Tom Dilworth's boy was a curious sport from the family stock. He did, indeed, look down on the hardware business, but not much more than on any business, although galvanized utensils were perhaps a little more hideous than most things. Business in itself did not interest him. Money-making was sordid folly, he said; because, "What do you want money for? Isn't it to buy food and clothes and shelter? Well, you can't eat more food than enough; you can only wear one suit of clothes at a time; and an eight-foot cell is all the shelter that is necessary."

"Eight-foot—grandmother!" his father would retort; "you'll inventory that lot of spades, young man, and dry up."

And Ned, with shrinking hands and ears that shuddered at the hideous screech of scraping shovels, would make out his inventory with loathing. His mother was not impatient or contemptuous with him—she could not have been that to any one; she simply could not understand what he meant when he spouted upon the folly of wealth (for, like most shy people, he occasionally burst into orations upon his theories), or when he set off some fireworks of scepticism borrowed from Mr. Ezra Barkley, or undertook (when Thomas was not present) to prove his father's politics entirely wrong. On such occasions Nancy would say, "Oh, Ned, do be quiet!" and Mary would yawn openly. As for his music, nobody cared about it, except, perhaps, his mother. "But I must say, Neddy, I like a tune," she would say, mildly, after Edwin had tucked his violin under his chin and poured out all his young soul in what was a true and simple passion.

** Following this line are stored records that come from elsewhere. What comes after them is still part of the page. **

use crate::error::Result;
use crate::events::Gesture;
use tokio::sync::mpsc;

/// Trait for gesture sources that can run in different modes
#[async_trait::async_trait]
pub trait GestureSource {
    /// Run the source, delivering gestures until the input ends or the receiver is dropped
    async fn run(self: Box<Self>, tx: mpsc::Sender<Gesture>) -> Result<()>;
}

/// Factory function to create an appropriate gesture source based on the dry_run flag
pub fn create_gesture_source(dry_run: bool) -> Box<dyn GestureSource + Send> {
    if dry_run {
        Box::new(super::dry_run::DryRunGestureSource::new())
    } else {
        Box::new(super::console::ConsoleGestureSource::new())
    }
}
use crate::config::ActivationConfig;
use crate::error::Result;
use crate::events::WindowGeometry;
use smallvec::SmallVec;
use std::fmt;

/// Идентификаторы окон, найденные по заголовку (обычно одно-два)
pub type WindowIds = SmallVec<[String; 4]>;

/// Команда запуска внешнего приложения
#[derive(Debug, Clone, PartialEq, Eq)]
pub struct LaunchCommand {
    pub program: String,
    pub args: Vec<String>,
}

impl LaunchCommand {
    pub fn new(program: impl Into<String>) -> Self {
        Self {
            program: program.into(),
            args: Vec::new(),
        }
    }

    pub fn with_args(mut self, args: Vec<String>) -> Self {
        self.args = args;
        self
    }
}

impl fmt::Display for LaunchCommand {
    fn fmt(&self, f: &mut fmt::Formatter<'_>) -> fmt::Result {
        if self.args.is_empty() {
            write!(f, "{}", self.program)
        } else {
            write!(f, "{} {}", self.program, self.args.join(" "))
        }
    }
}

/// Граница с оконной системой: поиск окон, запросы свойств, переключение и
/// запуск процессов. Все ошибки возвращаются вызывающему, решение о запасном
/// пути принимает `WindowActivator`.
#[async_trait::async_trait]
pub trait WindowSystem: Send + Sync {
    /// Окна, в заголовке которых есть `title`, в порядке обнаружения
    async fn search_by_name(&self, title: &str) -> Result<WindowIds>;

    /// Заголовок окна; ошибка означает, что окно запросить нельзя
    async fn window_name(&self, window_id: &str) -> Result<String>;

    async fn geometry(&self, window_id: &str) -> Result<WindowGeometry>;

    /// Значение свойства `_NET_WM_STATE`
    async fn wm_state(&self, window_id: &str) -> Result<String>;

    async fn activate(&self, window_id: &str) -> Result<()>;

    async fn minimize(&self, window_id: &str) -> Result<()>;

    /// Запускает процесс и не ждёт его завершения
    fn launch(&self, command: &LaunchCommand) -> Result<()>;
}

/// Factory function to create the window system backend based on the dry_run flag
pub fn create_window_system(config: &ActivationConfig, dry_run: bool) -> Box<dyn WindowSystem> {
    if dry_run {
        Box::new(super::dry_run::DryRunWindowSystem::new(&config.window_title))
    } else {
        Box::new(super::x11::X11WindowSystem::new(config.command_timeout()))
    }
}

"A tune!" poor Ned said, and groaned. "Mother, I wish you wouldn't call me that ridiculous name."

"I'll try not to, Neddy, dear," she would promise, anxiously; and Ned would groan again.

With such a family circle, one can fancy what it was to the lad when quite by accident he found a friend. It was the summer that he was twenty, that once, coming back in the stage with him from Mercer, Miss Helen Hayes showed a keen interest in something he said; then she asked a question or two; and when, hesitating, waiting for the laugh which did not come, he began to talk, she listened. Oh, the joy of finding a listener! She looked at him, as they sat on the slippery leather seat of the old stage, with soft, intelligent eyes, her slightly faded prettiness giving a touch of charm to the high and flattering gravity of her manner. When she asked him to bring his violin sometime and play to her, the boy could almost have wept with joy. He made haste to work off several of his dearest and most shocking phrases, which she took with deep seriousness: A whale's throat is not large enough to swallow a man—therefore the Biblical account is false, etc., etc. "In fact," said Ned, "if I could have a half-hour's straight conversation with Dr. Lavendar, I could prove to him the falsity of most of the Old Testament."

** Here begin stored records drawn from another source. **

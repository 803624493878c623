use anyhow::{Context, Result};
use figment::{
    providers::{Env, Format, Serialized, Toml},
    Figment,
};
use serde::{Deserialize, Serialize};
use std::path::{Path, PathBuf};
use std::time::Duration;

#[derive(Debug, Clone, Deserialize, Serialize)]
pub struct Config {
    pub logging: LoggingConfig,
    pub pet: PetConfig,
    pub screen: ScreenConfig,
    pub activation: ActivationConfig,
}

#[derive(Debug, Clone, Deserialize, Serialize)]
pub struct LoggingConfig {
    pub level: String,
    pub format: String,
}

#[derive(Debug, Clone, Deserialize, Serialize)]
pub struct PetConfig {
    /// Каталог с персонажами (`<role_dir>/<имя>/act_conf.json` и т.д.)
    pub role_dir: PathBuf,
    /// Пустая строка - первый персонаж по алфавиту
    #[serde(default)]
    pub character: String,
}

/// Размер экрана для headless-поверхности
#[derive(Debug, Clone, Copy, Deserialize, Serialize)]
pub struct ScreenConfig {
    pub width: i32,
    pub height: i32,
}

#[derive(Debug, Clone, Deserialize, Serialize)]
pub struct ActivationConfig {
    /// Персонаж, для которого клик переключает окно внешнего приложения
    pub character: String,
    pub window_title: String,
    /// Если не задано - берётся `app_image_path` из pet_conf.json персонажа
    #[serde(default)]
    pub launch_command: Option<String>,
    #[serde(default)]
    pub launch_args: Vec<String>,
    pub command_timeout_ms: u64,
    pub click_threshold_px: i32,
    pub click_debounce_ms: u64,
}

impl ActivationConfig {
    pub fn command_timeout(&self) -> Duration {
        Duration::from_millis(self.command_timeout_ms)
    }

    pub fn click_debounce(&self) -> Duration {
        Duration::from_millis(self.click_debounce_ms)
    }
}

impl Default for Config {
    fn default() -> Self {
        Self {
            logging: LoggingConfig {
                level: "info".to_string(),
                format: "compact".to_string(),
            },
            pet: PetConfig {
                role_dir: PathBuf::from("res/role"),
                character: String::new(),
            },
            screen: ScreenConfig {
                width: 1920,
                height: 1080,
            },
            activation: ActivationConfig {
                character: "小智".to_string(),
                window_title: "DeepChat - Shell".to_string(),
                launch_command: None,
                launch_args: Vec::new(),
                command_timeout_ms: 2000,
                click_threshold_px: 5,
                click_debounce_ms: 400,
            },
        }
    }
}

impl Config {
    pub fn load<P: AsRef<Path>>(config_path: P) -> Result<Self> {
        let config_path = config_path.as_ref();

        // Значения по умолчанию перекрываются файлом и переменными PET_*
        let figment = Figment::from(Serialized::defaults(Config::default()))
            .merge(Toml::file(config_path))
            .merge(Env::prefixed("PET_").split("__"));

        let config: Config = figment
            .extract()
            .with_context(|| format!("Не удалось загрузить конфигурацию из {:?}", config_path))?;

        config.validate()?;

        Ok(config)
    }

    pub fn validate(&self) -> Result<()> {
        // Валидация настроек логирования
        match self.logging.level.as_str() {
            "trace" | "debug" | "info" | "warn" | "error" => {}
            _ => anyhow::bail!("Неверный уровень логирования: {}", self.logging.level),
        }

        match self.logging.format.as_str() {
            "compact" | "pretty" => {}
            _ => anyhow::bail!("Неверный формат логирования: {}", self.logging.format),
        }

        if self.screen.width <= 0 || self.screen.height <= 0 {
            anyhow::bail!(
                "Неверный размер экрана: {}x{}",
                self.screen.width,
                self.screen.height
            );
        }

        if self.activation.window_title.is_empty() {
            anyhow::bail!("activation.window_title не может быть пустым");
        }

        if self.activation.command_timeout_ms < 100 {
            anyhow::bail!("command_timeout_ms должно быть минимум 100");
        }

        if self.activation.click_threshold_px <= 0 {
            anyhow::bail!("click_threshold_px должно быть больше 0");
        }

        if let Some(command) = &self.activation.launch_command {
            if command.trim().is_empty() {
                anyhow::bail!("activation.launch_command задан, но пуст");
            }
        }

        Ok(())
    }
}
//! WindowActivation service: responsibility and boundaries
//!
//! This module is responsible ONLY for finding, classifying and toggling the
//! window of an external application (and launching it when no usable window
//! exists). It never touches animation state: the click handler calls it
//! and ignores everything except the logged outcome.

mod activator;
mod dry_run;
mod probe;
mod r#trait;
mod x11;

pub use self::activator::{ActivationOutcome, WindowActivator};
pub use self::r#trait::{create_window_system, LaunchCommand};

Helen Hayes was shocked; she regretted Mr. Dilworth's scepticism with almost tearful warmth; yet she realized that a powerful mind must search for truth, above all. She wished, however, that he would read such and such a book. "I can't argue with you myself," she said—"you are far too clever for my poor little reasoning powers."

It was in April that Edwin entered into this experience of feminine sympathy; and by mid-summer, at the time when Mr. Thomas Dilworth also found Miss Helen Hayes so remarkably intelligent, the boy was absorbed in his new emotion of friendship. He never spoke of it at home, hence his father's astonishment at finding him at the Hayeses'. And when, a week later, he found him a second time, Tom Dilworth was much perplexed.

"I dropped in on my way back from the store," he told his wife, "and there was that boy. I said to Miss Helen that she really must not let him bother her. I told her he was a blatherskite, and she must just tell him to dry up if he talked too much."

"Tom, I don't think you ought to talk that way about Neddy," Mrs. Dilworth said. "He's a dear boy."